- The poster for UFC 258: Usman vs. Burns
- Promotion: Ultimate Fighting Championship
- Date: February 13, 2021
- Venue: UFC Apex
- City: Enterprise, Nevada, United States
- Attendance: None (behind closed doors)

Event chronology
| UFC Fight Night: Overeem vs. Volkov | UFC 258: Usman vs. Burns | UFC Fight Night: Blaydes vs. Lewis |

= UFC 258 =

UFC mixed martial arts event in 2021

UFC 258: Usman vs. Burns was a mixed martial arts event produced by the Ultimate Fighting Championship that took place on February 13, 2021, at the UFC Apex facility in Enterprise, Nevada, part of the Las Vegas Metropolitan Area, United States.

== Background ==
A UFC Welterweight Championship bout between the current champion Kamaru Usman (also The Ultimate Fighter: American Top Team vs. Blackzilians welterweight winner) and Gilbert Burns served as the event headliner. The duo was previously scheduled to meet in July 2020 at UFC 251. However, it was announced on July 3 that Burns was pulled from the contest after he and his coach, Greg Jones, tested positive for COVID-19. They were also briefly targeted to headline UFC 256, but Usman pulled out citing more time needed to recover from undisclosed injuries.

A middleweight bout between former interim UFC Middleweight Championship challenger Kelvin Gastelum (also The Ultimate Fighter: Team Jones vs. Team Sonnen middleweight winner) and Ian Heinisch was originally expected to take place at a planned event on January 30. However, the UFC opted against holding a Fight Night on that date and rescheduled the contest to this card.

A middleweight bout between five-time Brazilian jiu-jitsu World Champion Rodolfo Vieira and Anthony Hernandez was expected to take place at UFC Fight Night: Holloway vs. Kattar. However, Hernandez pulled out due to a positive COVID-19 test and they were rescheduled for this event.
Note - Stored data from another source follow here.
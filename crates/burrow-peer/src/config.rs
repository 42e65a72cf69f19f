use std::net::SocketAddr;
use std::path::PathBuf;

use anyhow::{Context, Result};

/// Peer process configuration, read once from the environment at startup.
#[derive(Debug, Clone)]
pub struct Config {
    pub peer_id: u64,
    pub version: String,
    /// Control group (STORED, GETCHUNK, DELETE, REMOVED, DEBUG).
    pub control_group: SocketAddr,
    /// Backup-data group (PUTCHUNK).
    pub backup_group: SocketAddr,
    /// Restore-data group (CHUNK).
    pub restore_group: SocketAddr,
    pub api_port: u16,
    /// Peer-scoped directory holding stored chunks, restored files and the
    /// state snapshot.
    pub root: PathBuf,
    /// Byte budget for locally stored chunks, until an operator reclaim
    /// changes it.
    pub default_capacity: u64,
}

impl Config {
    pub fn from_env() -> Result<Self> {
        let peer_id: u64 = std::env::var("BURROW_PEER_ID")
            .context("BURROW_PEER_ID must be set")?
            .parse()
            .context("BURROW_PEER_ID must be an integer")?;

        let version = std::env::var("BURROW_VERSION").unwrap_or_else(|_| "1.0".into());

        let control_group = parse_group("BURROW_MC", "239.0.0.1:8001")?;
        let backup_group = parse_group("BURROW_MDB", "239.0.0.2:8002")?;
        let restore_group = parse_group("BURROW_MDR", "239.0.0.3:8003")?;

        let api_port: u16 = std::env::var("BURROW_API_PORT")
            .unwrap_or_else(|_| "3210".into())
            .parse()
            .context("BURROW_API_PORT must be a port number")?;

        let root: PathBuf = std::env::var("BURROW_ROOT")
            .unwrap_or_else(|_| format!("./peer{}", peer_id))
            .into();

        let default_capacity: u64 = std::env::var("BURROW_CAPACITY")
            .unwrap_or_else(|_| "1000000000".into())
            .parse()
            .context("BURROW_CAPACITY must be a byte count")?;

        Ok(Self {
            peer_id,
            version,
            control_group,
            backup_group,
            restore_group,
            api_port,
            root,
            default_capacity,
        })
    }
}

fn parse_group(var: &str, default: &str) -> Result<SocketAddr> {
    std::env::var(var)
        .unwrap_or_else(|_| default.into())
        .parse()
        .with_context(|| format!("{} must be a multicast addr:port pair", var))
}
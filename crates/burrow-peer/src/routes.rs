use std::sync::Arc;

use axum::{extract::State, http::StatusCode, Json};
use serde::{Deserialize, Serialize};
use tracing::warn;

use crate::peer::{BackupStarted, Peer};
use crate::reclaim::{self, ReclaimOutcome};
use crate::state::StateReport;

/// Shared application state for all route handlers.
#[derive(Clone)]
pub struct AppState {
    pub peer: Arc<Peer>,
}

// ── Request/response types ──────────────────────────────────────────────

#[derive(Debug, Deserialize)]
pub struct BackupRequest {
    pub path: String,
    pub replication_degree: u8,
}

#[derive(Debug, Deserialize)]
pub struct PathRequest {
    pub path: String,
}

#[derive(Debug, Deserialize)]
pub struct ReclaimRequest {
    pub max_bytes: u64,
}

#[derive(Debug, Serialize)]
pub struct RestoreResponse {
    pub restored_to: String,
}

// ── Handlers ────────────────────────────────────────────────────────────

/// POST /backup — split the file and push its chunks to the network.
/// Returns once every PUTCHUNK is enqueued, not once replication completes.
pub async fn backup(
    State(state): State<AppState>,
    Json(req): Json<BackupRequest>,
) -> Result<Json<BackupStarted>, StatusCode> {
    match state.peer.backup(&req.path, req.replication_degree).await {
        Ok(started) => Ok(Json(started)),
        Err(e) => {
            warn!("Backup of {} failed: {:#}", req.path, e);
            Err(StatusCode::UNPROCESSABLE_ENTITY)
        }
    }
}

/// POST /restore — fetch all chunks back and reassemble the file.
pub async fn restore(
    State(state): State<AppState>,
    Json(req): Json<PathRequest>,
) -> Result<Json<RestoreResponse>, StatusCode> {
    match state.peer.restore(&req.path).await {
        Ok(out) => Ok(Json(RestoreResponse {
            restored_to: out.display().to_string(),
        })),
        Err(e) => {
            warn!("Restore of {} failed: {:#}", req.path, e);
            Err(StatusCode::UNPROCESSABLE_ENTITY)
        }
    }
}

/// POST /delete — delete a backed-up file network-wide. Blocks for the
/// whole escalating resend schedule.
pub async fn delete(
    State(state): State<AppState>,
    Json(req): Json<PathRequest>,
) -> Result<StatusCode, StatusCode> {
    match state.peer.delete(&req.path).await {
        Ok(()) => Ok(StatusCode::NO_CONTENT),
        Err(e) => {
            warn!("Delete of {} failed: {:#}", req.path, e);
            Err(StatusCode::UNPROCESSABLE_ENTITY)
        }
    }
}

/// POST /reclaim — adopt a new capacity budget, evicting redundant chunks
/// if occupation exceeds it.
pub async fn reclaim(
    State(state): State<AppState>,
    Json(req): Json<ReclaimRequest>,
) -> Json<ReclaimOutcome> {
    Json(reclaim::reclaim_to(&state.peer, req.max_bytes).await)
}

/// GET /state — full report of the peer's storage state.
pub async fn state_report(State(state): State<AppState>) -> Json<StateReport> {
    Json(state.peer.state_report())
}

/// GET /health
pub async fn health() -> StatusCode {
    StatusCode::OK
}
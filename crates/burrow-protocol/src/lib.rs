//! Burrow wire protocol: message model and codec.
//!
//! Every datagram is a textual header followed by an optional binary body:
//!
//! ```text
//! <version> <KIND> <sender> <fileId> [chunkNo] [replicationDegree]\r\n\r\n[body]
//! ```
//!
//! The body has no framing of its own; its length is whatever remains in the
//! datagram after the double line terminator. An empty body is valid and
//! meaningful for PUTCHUNK and CHUNK.

pub mod error;
pub mod message;

pub use error::ProtocolError;
pub use message::{chunk_id, Message, MessageKind, HEADER_TERMINATOR};
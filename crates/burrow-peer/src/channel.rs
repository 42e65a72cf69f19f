use std::fmt;
use std::net::{Ipv4Addr, SocketAddr, SocketAddrV4};
use std::sync::Arc;

use anyhow::{bail, Context, Result};
use socket2::{Domain, Protocol, Socket, Type};
use tokio::net::UdpSocket;
use tokio::sync::mpsc;
use tracing::{debug, info, warn};

use burrow_protocol::Message;

/// Logical role of a multicast group.
#[derive(Debug, Clone, Copy, PartialEq, Eq)]
pub enum ChannelRole {
    Control,
    Backup,
    Restore,
}

impl fmt::Display for ChannelRole {
    fn fmt(&self, f: &mut fmt::Formatter<'_>) -> fmt::Result {
        f.write_str(match self {
            ChannelRole::Control => "MC",
            ChannelRole::Backup => "MDB",
            ChannelRole::Restore => "MDR",
        })
    }
}

/// One multicast group listener plus its fire-and-forget send primitive.
///
/// The socket is bound with reuse-address on the group port and joined to
/// the group, so several peers can share a host. Datagrams sent to the group
/// loop back to our own receive loop; the dispatcher filters those out by
/// sender id.
pub struct MulticastChannel {
    role: ChannelRole,
    group: SocketAddr,
    socket: UdpSocket,
}

impl MulticastChannel {
    pub fn bind(role: ChannelRole, group: SocketAddr) -> Result<Self> {
        let SocketAddr::V4(group_v4) = group else {
            bail!("{} group must be an IPv4 multicast address", role);
        };

        let socket = Socket::new(Domain::IPV4, Type::DGRAM, Some(Protocol::UDP))
            .context("cannot create UDP socket")?;
        socket.set_reuse_address(true)?;
        socket.set_nonblocking(true)?;
        socket
            .bind(&SocketAddrV4::new(Ipv4Addr::UNSPECIFIED, group_v4.port()).into())
            .with_context(|| format!("cannot bind {} on port {}", role, group_v4.port()))?;
        socket
            .join_multicast_v4(group_v4.ip(), &Ipv4Addr::UNSPECIFIED)
            .with_context(|| format!("cannot join {} group {}", role, group))?;
        socket.set_multicast_loop_v4(true)?;

        let socket = UdpSocket::from_std(socket.into())?;
        info!("{} channel joined {}", role, group);
        Ok(Self {
            role,
            group,
            socket,
        })
    }

    /// Encode and transmit one datagram to this channel's group. No
    /// acknowledgment, no retry; repetition is the calling protocol's job.
    pub async fn send(&self, msg: &Message) -> Result<()> {
        let wire = msg.encode();
        self.socket
            .send_to(&wire, self.group)
            .await
            .with_context(|| format!("{} send of {} failed", self.role, msg.kind))?;
        debug!(
            "{} sent {} {} ({} bytes)",
            self.role,
            msg.kind,
            msg.chunk_id(),
            wire.len()
        );
        Ok(())
    }

    /// Receive loop for the lifetime of the process: decode each datagram
    /// and forward it to the dispatcher. Malformed datagrams and transient
    /// receive errors are logged and never terminate the loop.
    pub async fn recv_loop(self: Arc<Self>, inbound: mpsc::Sender<Message>) {
        let mut buf = vec![0u8; 65536];
        loop {
            match self.socket.recv_from(&mut buf).await {
                Ok((len, src)) => match Message::decode(&buf[..len]) {
                    Ok(msg) => {
                        if inbound.send(msg).await.is_err() {
                            // dispatcher gone, we are shutting down
                            return;
                        }
                    }
                    Err(e) => {
                        warn!("{}: dropping malformed datagram from {}: {}", self.role, src, e);
                    }
                },
                Err(e) => {
                    warn!("{} receive error: {}", self.role, e);
                }
            }
        }
    }
}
A bantamweight rematch featuring Pedro Munhoz and Jimmie Rivera was also expected to take place at the planned January 30 date. They previously met at UFC Fight Night: Belfort vs. Henderson 3 in November 2015, when Rivera won via split decision. The pairing was then rescheduled for UFC on ESPN: Chiesa vs. Magny, before being moved once again, as they were booked to this event due to undisclosed reasons. During the week leading up to the event, the bout was delayed again due to a positive COVID-19 test for someone within the two camps. The pairing remained intact and was rescheduled for two weeks later at UFC Fight Night: Rozenstruik vs. Gane.

A welterweight bout between Dhiego Lima and Belal Muhammad was originally expected to take place in December 2020 at UFC Fight Night: Thompson vs. Neal. However, Muhammad was diagnosed with COVID-19 during the week leading up to the event and the bout was scrapped. The pairing was left intact and took place at this event.

A featherweight bout between Brian Kelleher and Ricky Simón took place at the event. The pairing has been scheduled and cancelled twice before. First, in September 2020 at UFC Fight Night: Overeem vs. Sakai, but Simón's cornerman tested positive for COVID-19 and he was forced to withdraw from the event. The pairing was then rescheduled for UFC on ABC: Holloway vs. Kattar, but this time Kelleher tested positive and was pulled from the bout.

A middleweight rematch between former UFC Middleweight Champion Chris Weidman and Uriah Hall was scheduled to take place at this event. They met previously in September 2010 at a Ring of Combat event for the organization's middleweight title, with Weidman winning via TKO. However, Weidman was pulled from the event in late-January due to a positive COVID-19 test. The pairing remained intact and was rescheduled for UFC 261.

A lightweight bout between Bobby Green and Jim Miller was scheduled for this event. The pairing was previously arranged for UFC 172 in April 2014, but Green pulled out of that bout citing an elbow injury. They were once again cancelled as Green collapsed after the weigh-ins and was deemed unfit to compete.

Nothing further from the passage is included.